Spain’s SpliceBio Secures $135M Series B to Advance AAV Gene Therapy Pipeline, Led by Sanofi and Roche

BARCELONA, SPAIN, 11 June 2025-  SpliceBio, a Spanish biotech company, has successfully closed a $135 million Series B funding round, with significant backing from pharmaceutical giants Sanofi and Roche. The substantial capital infusion will primarily fuel the clinical advancement of its lead adeno-associated viral (AAV) gene editing therapy, SB-007, for Stargardt disease.

Stargardt disease, a genetic disorder causing vision loss in both children and adults, is the target of SpliceBio’s cutting-edge AAV SB-007. This specific gene therapy is already undergoing a Phase 1/2 clinical trial for the indication, showcasing the company’s progress with its AAV-based approaches.

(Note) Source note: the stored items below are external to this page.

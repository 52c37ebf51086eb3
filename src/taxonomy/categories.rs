//! Command category table
//!
//! Maps each semantic category to the closed set of raw command names
//! it covers. The table is data, not code: new commands shipped by
//! upstream engine versions are added here without touching sampling
//! or orchestration logic. Commands outside every category still count
//! toward the grand total, which comes from the server's own aggregate
//! counter.

/// A named, fixed group of raw command names
#[derive(Debug, Clone, Copy)]
pub struct CommandCategory {
    /// Column name in the output row (e.g. "HashBasedCmds")
    pub name: &'static str,
    /// Raw command names belonging to this category
    pub commands: &'static [&'static str],
}

/// Default category table, in output-column order
pub const DEFAULT_CATEGORIES: &[CommandCategory] = &[
    CommandCategory {
        name: "BitmapBasedCmds",
        commands: &[
            "bitcount",
            "bitfield",
            "bitfield_ro",
            "bitop",
            "bitpos",
            "getbit",
            "setbit",
        ],
    },
    CommandCategory {
        name: "ClusterBasedCmds",
        commands: &["asking", "cluster"],
    },
    CommandCategory {
        name: "EvalBasedCmds",
        commands: &[
            "eval",
            "evalsha",
            "evalsha_ro",
            "eval_ro",
            "fcall",
            "fcall_ro",
            "function",
            "script",
        ],
    },
    CommandCategory {
        name: "GeoSpatialBasedCmds",
        commands: &[
            "geoadd",
            "geodist",
            "geohash",
            "geopos",
            "georadius",
            "georadiusbymember",
            "georadiusbymember_ro",
            "georadius_ro",
            "geosearch",
            "geosearchstore",
        ],
    },
    CommandCategory {
        name: "HashBasedCmds",
        commands: &[
            "hdel",
            "hexists",
            "hget",
            "hgetall",
            "hincrby",
            "hincrbyfloat",
            "hkeys",
            "hlen",
            "hmget",
            "hmset",
            "hrandfield",
            "hscan",
            "hset",
            "hsetnx",
            "hstrlen",
            "hvals",
        ],
    },
    CommandCategory {
        name: "HyperLogLogBasedCmds",
        commands: &["pfadd", "pfcount", "pfdebug", "pfmerge", "pfselftest"],
    },
    CommandCategory {
        name: "KeyBasedCmds",
        commands: &[
            "copy",
            "del",
            "dump",
            "exists",
            "expire",
            "expireat",
            "expiretime",
            "keys",
            "migrate",
            "move",
            "object",
            "persist",
            "pexpire",
            "pexpireat",
            "pexpiretime",
            "pttl",
            "randomkey",
            "rename",
            "renamenx",
            "restore",
            "scan",
            "sort",
            "sort_ro",
            "touch",
            "ttl",
            "type",
            "unlink",
            "wait",
        ],
    },
    CommandCategory {
        name: "ListBasedCmds",
        commands: &[
            "blmove",
            "blmpop",
            "blpop",
            "brpop",
            "brpoplpush",
            "lindex",
            "linsert",
            "llen",
            "lmove",
            "lmpop",
            "lpop",
            "lpos",
            "lpush",
            "lpushx",
            "lrange",
            "lrem",
            "lset",
            "ltrim",
            "rpop",
            "rpoplpush",
            "rpush",
            "rpushx",
        ],
    },
    CommandCategory {
        name: "PubSubBasedCmds",
        commands: &[
            "psubscribe",
            "publish",
            "pubsub",
            "punsubscribe",
            "spublish",
            "ssubscribe",
            "subscribe",
            "sunsubscribe",
            "unsubscribe",
        ],
    },
    CommandCategory {
        name: "SetBasedCmds",
        commands: &[
            "sadd",
            "scard",
            "sdiff",
            "sdiffstore",
            "sinter",
            "sintercard",
            "sinterstore",
            "sismember",
            "smembers",
            "smismember",
            "smove",
            "spop",
            "srandmember",
            "srem",
            "sscan",
            "sunion",
            "sunionstore",
        ],
    },
    CommandCategory {
        name: "SortedSetBasedCmds",
        commands: &[
            "bzmpop",
            "bzpopmax",
            "bzpopmin",
            "zadd",
            "zcard",
            "zcount",
            "zdiff",
            "zdiffstore",
            "zincrby",
            "zinter",
            "zintercard",
            "zinterstore",
            "zlexcount",
            "zmpop",
            "zmscore",
            "zpopmax",
            "zpopmin",
            "zrandmember",
            "zrange",
            "zrangebylex",
            "zrangebyscore",
            "zrangestore",
            "zrank",
            "zrem",
            "zremrangebylex",
            "zremrangebyrank",
            "zremrangebyscore",
            "zrevrange",
            "zrevrangebylex",
            "zrevrangebyscore",
            "zrevrank",
            "zscan",
            "zscore",
            "zunion",
            "zunionstore",
        ],
    },
    CommandCategory {
        name: "StringBasedCmds",
        commands: &[
            "append",
            "decr",
            "decrby",
            "get",
            "getdel",
            "getex",
            "getrange",
            "getset",
            "incr",
            "incrby",
            "incrbyfloat",
            "lcs",
            "mget",
            "mset",
            "msetnx",
            "psetex",
            "set",
            "setex",
            "setnx",
            "setrange",
            "strlen",
            "substr",
        ],
    },
    CommandCategory {
        name: "StreamBasedCmds",
        commands: &[
            "xack",
            "xadd",
            "xautoclaim",
            "xclaim",
            "xdel",
            "xgroup",
            "xinfo",
            "xlen",
            "xpending",
            "xrange",
            "xread",
            "xreadgroup",
            "xrevrange",
            "xsetid",
            "xtrim",
        ],
    },
    CommandCategory {
        name: "TransactionBasedCmds",
        commands: &["discard", "exec", "multi", "unwatch", "watch"],
    },
];
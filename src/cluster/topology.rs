//! Cluster topology discovery
//!
//! One general status query decides whether the entry point is a
//! standalone instance or a cluster member; cluster mode expands into
//! one descriptor per reachable node. Unreachable nodes are excluded
//! here and never handed to a sampler.

use tracing::debug;

use super::node::{parse_cluster_node_line, NodeDescriptor, NodeRole};
use crate::client::ControlPlaneExt;
use crate::parser::parse_info;
use crate::utils::{ClusterError, Result};

/// Discover the set of nodes to sample behind one entry point.
///
/// Standalone instances yield a single master descriptor for the entry
/// point itself. Cluster-enabled instances are expanded via CLUSTER
/// NODES, keeping only reachable members.
pub fn discover<C: ControlPlaneExt>(
    conn: &mut C,
    entry_host: &str,
    entry_port: u16,
) -> Result<Vec<NodeDescriptor>> {
    let info = parse_info(&conn.info("")?);

    if info.get_i64("cluster_enabled") != Some(1) {
        debug!("cluster mode disabled, sampling entry point only");
        return Ok(vec![NodeDescriptor {
            host: entry_host.to_string(),
            port: entry_port,
            role: NodeRole::Master,
            connected: true,
        }]);
    }

    let response = conn.cluster_nodes()?;
    let nodes = parse_topology(&response)?;
    debug!(count = nodes.len(), "discovered cluster nodes");
    Ok(nodes)
}

/// Parse a CLUSTER NODES response into reachable node descriptors
pub fn parse_topology(response: &str) -> Result<Vec<NodeDescriptor>> {
    let mut parsed_any = false;
    let mut nodes = Vec::new();

    for line in response.lines().filter(|line| !line.is_empty()) {
        if let Some(node) = parse_cluster_node_line(line) {
            parsed_any = true;
            if node.connected {
                nodes.push(node);
            }
        }
    }

    if nodes.is_empty() {
        let err = if parsed_any {
            ClusterError::NoNodes
        } else {
            ClusterError::ParseFailed("no recognizable node lines".to_string())
        };
        return Err(err.into());
    }

    Ok(nodes)
}

#[cfg(test)]
mod tests {
    use super::*;
    use crate::client::MockControlPlane;

    const THREE_NODES_ONE_DOWN: &str = "\
07c37dfeb235213a872192d90877d0cd55635b91 127.0.0.1:30001@31001 master - 0 1426238316232 1 connected 0-5460
e7d1eecce10fd6bb5eb35b9f99a514335d9ba9ca 127.0.0.1:30002@31002 master - 0 1426238316232 2 disconnected 5461-10922
67ed2db8d677e59ec4a4cefb06858cf2a1a89fa1 127.0.0.1:30003@31003 master - 0 1426238316232 3 connected 10923-16383
";

    #[test]
    fn test_parse_topology_excludes_unreachable() {
        let nodes = parse_topology(THREE_NODES_ONE_DOWN).unwrap();
        assert_eq!(nodes.len(), 2);
        assert!(nodes.iter().all(|n| n.connected));
        assert!(nodes.iter().all(|n| n.port != 30002));
    }

    #[test]
    fn test_parse_topology_mixed_roles() {
        let response = "\
07c37dfeb235213a872192d90877d0cd55635b91 127.0.0.1:30001@31001 master - 0 1426238316232 1 connected 0-16383
292f8b365bb7edb5e285caf0b7e6ddc7265d2f4f 127.0.0.1:30004@31004 slave 07c37dfeb235213a872192d90877d0cd55635b91 0 1426238316232 1 connected
";
        let nodes = parse_topology(response).unwrap();
        assert_eq!(nodes.len(), 2);
        assert_eq!(nodes[0].role, NodeRole::Master);
        assert_eq!(nodes[1].role, NodeRole::Replica);
    }

    #[test]
    fn test_parse_topology_garbage_is_error() {
        assert!(parse_topology("definitely not a topology response\n").is_err());
    }

    #[test]
    fn test_parse_topology_all_down_is_error() {
        let response = "\
e7d1eecce10fd6bb5eb35b9f99a514335d9ba9ca 127.0.0.1:30002@31002 master - 0 1426238316232 2 disconnected 0-16383
";
        assert!(parse_topology(response).is_err());
    }

    #[test]
    fn test_discover_standalone() {
        let mut conn = MockControlPlane::from_payloads(&[
            "# Server\nredis_version:7.2.4\ncluster_enabled:0\n",
        ]);
        let nodes = discover(&mut conn, "10.1.2.3", 6379).unwrap();
        assert_eq!(nodes.len(), 1);
        assert_eq!(nodes[0].host, "10.1.2.3");
        assert_eq!(nodes[0].port, 6379);
        assert_eq!(nodes[0].role, NodeRole::Master);
    }

    #[test]
    fn test_discover_cluster() {
        let mut conn = MockControlPlane::from_payloads(&[
            "cluster_enabled:1\n",
            THREE_NODES_ONE_DOWN,
        ]);
        let nodes = discover(&mut conn, "127.0.0.1", 30001).unwrap();
        assert_eq!(nodes.len(), 2);
    }
}
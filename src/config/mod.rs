//! Configuration module

pub mod cli;
pub mod cluster_config;
pub mod sampler_config;
pub mod tls_config;

pub use cli::{CliArgs, ReportFormat};
pub use cluster_config::{load_clusters, ClusterConfig};
pub use sampler_config::{DeltaPolicy, RateMode, SamplerConfig};
pub use tls_config::TlsConfig;
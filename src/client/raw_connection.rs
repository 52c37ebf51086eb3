//! Raw TCP connection for control-plane traffic
//!
//! Direct TCP (and TLS) connections carrying the sampler's status
//! queries. Each sampling operation owns its connection exclusively
//! for its whole lifetime; the socket closes on drop regardless of
//! success or failure.

use std::io::{self, BufReader, BufWriter, Write};
use std::net::TcpStream;
use std::time::Duration;

use crate::config::TlsConfig;
use crate::utils::{ConnectionError, RespDecoder, RespEncoder, RespValue};

/// Raw connection wrapper (TCP or TLS)
///
/// For TCP, we split into separate reader/writer halves. For TLS, we
/// use a single stream since native-tls doesn't support cloning.
pub enum RawConnection {
    Tcp {
        writer: BufWriter<TcpStream>,
        reader: BufReader<TcpStream>,
    },
    #[cfg(feature = "native-tls-backend")]
    NativeTls {
        stream: native_tls::TlsStream<TcpStream>,
    },
}

impl RawConnection {
    /// Create new TCP connection
    pub fn connect_tcp(
        host: &str,
        port: u16,
        connect_timeout: Duration,
    ) -> Result<Self, ConnectionError> {
        use std::net::ToSocketAddrs;

        let addr_str = format!("{}:{}", host, port);

        let addr = addr_str
            .to_socket_addrs()
            .map_err(|e| ConnectionError::ConnectFailed {
                host: host.to_string(),
                port,
                source: e,
            })?
            .next()
            .ok_or_else(|| ConnectionError::ConnectFailed {
                host: host.to_string(),
                port,
                source: io::Error::new(io::ErrorKind::NotFound, "No addresses found"),
            })?;

        let stream = TcpStream::connect_timeout(&addr, connect_timeout).map_err(|e| {
            ConnectionError::ConnectFailed {
                host: host.to_string(),
                port,
                source: e,
            }
        })?;

        stream.set_nodelay(true).ok();
        stream.set_read_timeout(Some(Duration::from_secs(30))).ok();
        stream.set_write_timeout(Some(Duration::from_secs(30))).ok();

        let writer = BufWriter::with_capacity(
            8192,
            stream
                .try_clone()
                .map_err(|e| ConnectionError::ConnectFailed {
                    host: host.to_string(),
                    port,
                    source: e,
                })?,
        );
        let reader = BufReader::with_capacity(65536, stream);

        Ok(RawConnection::Tcp { writer, reader })
    }

    /// Create new TLS connection
    #[cfg(feature = "native-tls-backend")]
    pub fn connect_tls(
        host: &str,
        port: u16,
        connect_timeout: Duration,
        tls_config: &TlsConfig,
    ) -> Result<Self, ConnectionError> {
        use native_tls::{Certificate, Identity, TlsConnector};
        use std::net::ToSocketAddrs;

        let mut builder = TlsConnector::builder();

        if tls_config.skip_verify {
            builder.danger_accept_invalid_certs(true);
            builder.danger_accept_invalid_hostnames(true);
        }

        if let Some(ref ca_path) = tls_config.ca_cert {
            let ca_data = std::fs::read(ca_path).map_err(|e| {
                ConnectionError::TlsFailed(format!("Failed to read CA cert: {}", e))
            })?;
            let cert = Certificate::from_pem(&ca_data)
                .map_err(|e| ConnectionError::TlsFailed(format!("Invalid CA cert: {}", e)))?;
            builder.add_root_certificate(cert);
        }

        if let (Some(ref cert_path), Some(ref key_path)) =
            (&tls_config.client_cert, &tls_config.client_key)
        {
            let cert_data = std::fs::read(cert_path).map_err(|e| {
                ConnectionError::TlsFailed(format!("Failed to read client cert: {}", e))
            })?;
            let key_data = std::fs::read(key_path).map_err(|e| {
                ConnectionError::TlsFailed(format!("Failed to read client key: {}", e))
            })?;

            let identity = Identity::from_pkcs8(&cert_data, &key_data).map_err(|e| {
                ConnectionError::TlsFailed(format!("Invalid client identity: {}", e))
            })?;
            builder.identity(identity);
        }

        let connector = builder.build().map_err(|e| {
            ConnectionError::TlsFailed(format!("Failed to build TLS connector: {}", e))
        })?;

        let addr_str = format!("{}:{}", host, port);
        let addr = addr_str
            .to_socket_addrs()
            .map_err(|e| ConnectionError::ConnectFailed {
                host: host.to_string(),
                port,
                source: e,
            })?
            .next()
            .ok_or_else(|| ConnectionError::ConnectFailed {
                host: host.to_string(),
                port,
                source: io::Error::new(io::ErrorKind::NotFound, "No addresses found"),
            })?;

        let tcp_stream = TcpStream::connect_timeout(&addr, connect_timeout).map_err(|e| {
            ConnectionError::ConnectFailed {
                host: host.to_string(),
                port,
                source: e,
            }
        })?;

        tcp_stream.set_nodelay(true).ok();
        tcp_stream
            .set_read_timeout(Some(Duration::from_secs(30)))
            .ok();
        tcp_stream
            .set_write_timeout(Some(Duration::from_secs(30)))
            .ok();

        let sni_host = tls_config.sni.as_deref().unwrap_or(host);
        let tls_stream = connector
            .connect(sni_host, tcp_stream)
            .map_err(|e| ConnectionError::TlsFailed(format!("TLS handshake failed: {}", e)))?;

        Ok(RawConnection::NativeTls { stream: tls_stream })
    }

    /// Write bytes to connection
    fn write_all(&mut self, buf: &[u8]) -> io::Result<()> {
        match self {
            RawConnection::Tcp { writer, .. } => writer.write_all(buf),
            #[cfg(feature = "native-tls-backend")]
            RawConnection::NativeTls { stream } => stream.write_all(buf),
        }
    }

    /// Flush write buffer
    fn flush(&mut self) -> io::Result<()> {
        match self {
            RawConnection::Tcp { writer, .. } => writer.flush(),
            #[cfg(feature = "native-tls-backend")]
            RawConnection::NativeTls { stream } => stream.flush(),
        }
    }

    /// Read a single RESP response
    fn read_response(&mut self) -> io::Result<RespValue> {
        match self {
            RawConnection::Tcp { reader, .. } => {
                let mut decoder = RespDecoder::new(reader);
                decoder.decode()
            }
            #[cfg(feature = "native-tls-backend")]
            RawConnection::NativeTls { stream } => {
                let mut buf_reader = BufReader::new(stream);
                let mut decoder = RespDecoder::new(&mut buf_reader);
                decoder.decode()
            }
        }
    }

    /// Send a pre-encoded command and receive one response
    pub fn round_trip(&mut self, encoder: &RespEncoder) -> io::Result<RespValue> {
        self.write_all(encoder.as_bytes())?;
        self.flush()?;
        self.read_response()
    }

    /// Set read timeout
    pub fn set_read_timeout(&mut self, timeout: Option<Duration>) -> io::Result<()> {
        match self {
            RawConnection::Tcp { reader, .. } => reader.get_ref().set_read_timeout(timeout),
            #[cfg(feature = "native-tls-backend")]
            RawConnection::NativeTls { stream } => stream.get_ref().set_read_timeout(timeout),
        }
    }

    /// Set write timeout
    pub fn set_write_timeout(&mut self, timeout: Option<Duration>) -> io::Result<()> {
        match self {
            RawConnection::Tcp { writer, .. } => writer.get_ref().set_write_timeout(timeout),
            #[cfg(feature = "native-tls-backend")]
            RawConnection::NativeTls { stream } => stream.get_ref().set_write_timeout(timeout),
        }
    }
}

/// Connection factory for creating connections with common config
#[derive(Debug, Clone)]
pub struct ConnectionFactory {
    pub connect_timeout: Duration,
    pub read_timeout: Duration,
    pub write_timeout: Duration,
    pub tls_config: Option<TlsConfig>,
    pub auth_password: Option<String>,
    pub auth_username: Option<String>,
}

impl ConnectionFactory {
    /// Create an authenticated connection to the specified host:port
    pub fn create(&self, host: &str, port: u16) -> Result<RawConnection, ConnectionError> {
        let mut conn = match &self.tls_config {
            #[cfg(feature = "native-tls-backend")]
            Some(tls) => RawConnection::connect_tls(host, port, self.connect_timeout, tls)?,
            #[cfg(not(feature = "native-tls-backend"))]
            Some(_) => {
                return Err(ConnectionError::TlsFailed(
                    "TLS support not compiled in".to_string(),
                ));
            }
            None => RawConnection::connect_tcp(host, port, self.connect_timeout)?,
        };

        conn.set_read_timeout(Some(self.read_timeout)).ok();
        conn.set_write_timeout(Some(self.write_timeout)).ok();

        if let Some(ref password) = self.auth_password {
            use super::control_plane::ControlPlaneExt;
            conn.authenticate(password, self.auth_username.as_deref())
                .map_err(|e| ConnectionError::AuthFailed(e.to_string()))?;
        }

        Ok(conn)
    }
}
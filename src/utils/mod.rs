//! Utility modules

pub mod error;
pub mod resp;

pub use error::{ClusterError, ConnectionError, ProtocolError, Result, SamplerError};
pub use resp::{RespDecoder, RespEncoder, RespValue};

The Series B round was co-led by new investors EQT Life Sciences and Sanofi Ventures, and saw strong support from existing investors including Roche Venture Fund, New Enterprise Associates, UCB Ventures, Ysios Capital, Gilde Healthcare, Novartis Venture Fund, and Asabys Partners. The broad investor base underscores confidence in SpliceBio’s AAV gene therapy platform.

Beyond funding the ongoing Phase 1/2 study of SB-007, which is designed to produce a functional copy of the full-length ABCA4 protein via an AAV vector, SpliceBio intends to use the proceeds to “accelerate” the development of its broader pipeline of gene therapy programs. These innovative AAV programs span ophthalmology, neurology, and other undisclosed indications, demonstrating the wide applicability of their technology.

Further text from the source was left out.